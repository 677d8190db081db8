//! Lexical analyzer for interaction scripts.
//!
//! [`tokenize`] turns source text into [`PositionedToken`]s. It recovers from
//! bad input and reports every lexical problem of the file at once.

use winnow::{
    Parser as _,
    ascii::float,
    combinator::{alt, cut_err, not, peek, preceded, repeat, terminated},
    error::{ContextError, ErrMode, ModalResult},
    stream::{LocatingSlice, Location, Stream},
    token::{none_of, one_of, take_while},
};

use crate::{
    error::{Diagnostic, DiagnosticCollector, ErrorCode, ParseError},
    span::Span,
    tokens::{PositionedToken, Token},
};

/// Diagnostic details attached to winnow errors via `.context()`.
#[derive(Debug, Clone, PartialEq, Eq)]
struct LexerDiagnostic {
    code: ErrorCode,
    message: &'static str,
    help: Option<&'static str>,
    /// The error span runs from here to the failure position.
    start: usize,
}

type Input<'a> = LocatingSlice<&'a str>;
type IResult<O> = ModalResult<O, ContextError<LexerDiagnostic>>;

/// Characters allowed inside a bare word.
fn is_word_char(c: char) -> bool {
    c.is_alphanumeric() || matches!(c, '_' | '-' | '.' | '+' | '&')
}

/// Parse an escape sequence after a backslash: `\"`, `\\`, `\n` or `\t`.
fn string_escape(input: &mut Input<'_>) -> IResult<char> {
    let escape_start = input.current_token_start();

    preceded(
        '\\',
        cut_err(one_of(['"', '\\', 'n', 't']).map(|c| match c {
            'n' => '\n',
            't' => '\t',
            other => other,
        }))
        .context(LexerDiagnostic {
            code: ErrorCode::E003,
            message: "invalid escape sequence",
            help: Some("supported escapes are `\\\"`, `\\\\`, `\\n` and `\\t`"),
            start: escape_start,
        }),
    )
    .parse_next(input)
}

/// Parse a double-quoted string on a single line.
fn string_literal<'a>(input: &mut Input<'a>) -> IResult<Token<'a>> {
    let string_char = none_of(['"', '\\', '\n']);
    let string_content =
        repeat(0.., alt((string_escape, string_char))).fold(String::new, |mut acc, ch| {
            acc.push(ch);
            acc
        });

    let start_pos = input.current_token_start();
    let open: IResult<char> = '"'.parse_next(input);
    open?;

    cut_err(terminated(string_content, '"'))
        .context(LexerDiagnostic {
            code: ErrorCode::E001,
            message: "unterminated string literal",
            help: Some("add the closing `\"` before the end of the line"),
            start: start_pos,
        })
        .parse_next(input)
        .map(Token::StringLiteral)
}

/// Parse a number that is not the prefix of a word (`info` is a word, not `inf`).
fn number<'a>(input: &mut Input<'a>) -> IResult<Token<'a>> {
    terminated(float, peek(not(one_of(is_word_char))))
        .map(Token::Number)
        .parse_next(input)
}

fn line_comment<'a>(input: &mut Input<'a>) -> IResult<Token<'a>> {
    preceded("//", take_while(0.., |c| c != '\n'))
        .map(Token::LineComment)
        .parse_next(input)
}

fn word<'a>(input: &mut Input<'a>) -> IResult<Token<'a>> {
    take_while(1.., is_word_char)
        .map(Token::Word)
        .parse_next(input)
}

fn newline<'a>(input: &mut Input<'a>) -> IResult<Token<'a>> {
    '\n'.value(Token::Newline).parse_next(input)
}

/// Whitespace other than `\n`, including the `\r` of CRLF line endings.
fn whitespace<'a>(input: &mut Input<'a>) -> IResult<Token<'a>> {
    take_while(1.., |c: char| c.is_whitespace() && c != '\n')
        .value(Token::Whitespace)
        .parse_next(input)
}

fn positioned_token<'a>(input: &mut Input<'a>) -> IResult<PositionedToken<'a>> {
    let start_pos = input.current_token_start();

    let token = alt((
        line_comment,
        string_literal, // Commits after the opening quote
        number,         // Must come before word
        word,
        newline, // Before whitespace
        whitespace,
    ))
    .parse_next(input)?;

    let end_pos = input.current_token_start();
    Ok(PositionedToken::new(token, Span::new(start_pos..end_pos)))
}

/// Accumulates tokens and diagnostics during tokenization.
struct Lexer<'a> {
    tokens: Vec<PositionedToken<'a>>,
    diagnostics: DiagnosticCollector,
}

impl<'a> Lexer<'a> {
    fn new() -> Self {
        Self {
            tokens: Vec::new(),
            diagnostics: DiagnosticCollector::new(),
        }
    }

    fn tokenize(&mut self, mut input: Input<'a>) {
        while !input.is_empty() {
            let start_pos = input.current_token_start();
            match positioned_token(&mut input) {
                Ok(token) => self.tokens.push(token),
                Err(e) => {
                    let error_pos = input.current_token_start();
                    self.diagnostics.emit(Self::convert_err_mode(e, error_pos));

                    // A failed string stops before the newline; keep that newline
                    // so the next line is lexed on its own.
                    if error_pos == start_pos && !input.is_empty() {
                        input.next_token();
                    }
                }
            }
        }
    }

    fn finish(self) -> Result<Vec<PositionedToken<'a>>, ParseError> {
        self.diagnostics.finish().map(|()| self.tokens)
    }

    /// Converts a winnow error into a diagnostic, using the innermost
    /// [`LexerDiagnostic`] context. Falls back to E002 without one.
    fn convert_err_mode(err: ErrMode<ContextError<LexerDiagnostic>>, error_pos: usize) -> Diagnostic {
        let context_error = match err {
            ErrMode::Backtrack(ctx) | ErrMode::Cut(ctx) => ctx,
            ErrMode::Incomplete(_) => ContextError::new(),
        };

        if let Some(LexerDiagnostic {
            code,
            message,
            help,
            start,
        }) = context_error.context().next()
        {
            // Cover at least one character so the label is visible
            let span = Span::new(*start..error_pos.max(*start + 1));
            let mut diag = Diagnostic::error(*message)
                .with_code(*code)
                .with_label(span, code.description());
            if let Some(h) = help {
                diag = diag.with_help(*h);
            }
            return diag;
        }

        let span = Span::new(error_pos..error_pos.saturating_add(1));
        Diagnostic::error("unexpected character")
            .with_code(ErrorCode::E002)
            .with_label(span, ErrorCode::E002.description())
            .with_help("quote values that contain punctuation, e.g. \"Eval + Adapt\"")
    }
}

/// Tokenize a whole script, collecting every lexical error.
pub fn tokenize(input: &str) -> Result<Vec<PositionedToken<'_>>, ParseError> {
    let mut lexer = Lexer::new();
    lexer.tokenize(LocatingSlice::new(input));
    lexer.finish()
}

#[cfg(test)]
mod tests {
    use super::*;

    fn single_token(input: &str) -> Token<'_> {
        let mut located = LocatingSlice::new(input);
        positioned_token(&mut located)
            .unwrap_or_else(|e| panic!("failed to lex {input:?}: {e:?}"))
            .token
    }

    fn significant(input: &str) -> Vec<Token<'_>> {
        tokenize(input)
            .unwrap()
            .into_iter()
            .map(|t| t.token)
            .filter(|t| !t.is_trivia())
            .collect()
    }

    #[test]
    fn test_words() {
        assert_eq!(single_token("click"), Token::Word("click"));
        assert_eq!(single_token("eval_adapt"), Token::Word("eval_adapt"));
        assert_eq!(single_token("info"), Token::Word("info"));
        assert_eq!(single_token("intent"), Token::Word("intent"));
    }

    #[test]
    fn test_numbers() {
        assert_eq!(single_token("42"), Token::Number(42.0));
        assert_eq!(single_token("-12.5"), Token::Number(-12.5));
        assert_eq!(single_token("1.25"), Token::Number(1.25));
        assert_eq!(single_token("2e2 "), Token::Number(200.0));
    }

    #[test]
    fn test_number_prefix_of_word_is_word() {
        assert_eq!(single_token("3rd"), Token::Word("3rd"));
    }

    #[test]
    fn test_string_literals() {
        assert_eq!(
            single_token("\"Eval + Adapt\""),
            Token::StringLiteral("Eval + Adapt".to_string())
        );
        assert_eq!(
            single_token(r#""say \"hi\"""#),
            Token::StringLiteral("say \"hi\"".to_string())
        );
        assert_eq!(single_token("\"\""), Token::StringLiteral(String::new()));
    }

    #[test]
    fn test_comments_and_lines() {
        let tokens = significant("click intent // pick it\nrelease\n");
        assert_eq!(
            tokens,
            vec![
                Token::Word("click"),
                Token::Word("intent"),
                Token::Newline,
                Token::Word("release"),
                Token::Newline,
            ]
        );
    }

    #[test]
    fn test_crlf_is_whitespace_then_newline() {
        let tokens = significant("release\r\nhandle");
        assert_eq!(
            tokens,
            vec![Token::Word("release"), Token::Newline, Token::Word("handle")]
        );
    }

    #[test]
    fn test_spans_are_byte_offsets() {
        let tokens = tokenize("drag 10 20").unwrap();
        assert_eq!(tokens[0].span, Span::new(0..4));
        assert_eq!(tokens[2].span, Span::new(5..7));
        assert_eq!(tokens[4].span, Span::new(8..10));
    }

    #[test]
    fn test_unterminated_string() {
        let err = tokenize("value intent \"Medium\nrelease").unwrap_err();
        let diags = err.diagnostics();

        assert_eq!(diags.len(), 1);
        assert_eq!(diags[0].code(), Some(ErrorCode::E001));
        assert_eq!(diags[0].labels()[0].span().start(), 13);
    }

    #[test]
    fn test_invalid_escape() {
        let err = tokenize(r#"value intent "bad \q""#).unwrap_err();
        assert_eq!(err.diagnostics()[0].code(), Some(ErrorCode::E003));
    }

    #[test]
    fn test_collects_every_unexpected_character() {
        let err = tokenize("click #\nplace intent 1 2 ;").unwrap_err();
        let codes: Vec<_> = err.diagnostics().iter().map(|d| d.code()).collect();

        assert_eq!(codes, vec![Some(ErrorCode::E002), Some(ErrorCode::E002)]);
    }
}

**DIRECTIONS**.
Pull out all lines of the data with the string "info".

**SOLUTION FOR THIS EXERCISE**.
/// Parse a number that is not the prefix of a word (`info` is a word, not `inf`).
        assert_eq!(single_token("info"), Token::Word("info"));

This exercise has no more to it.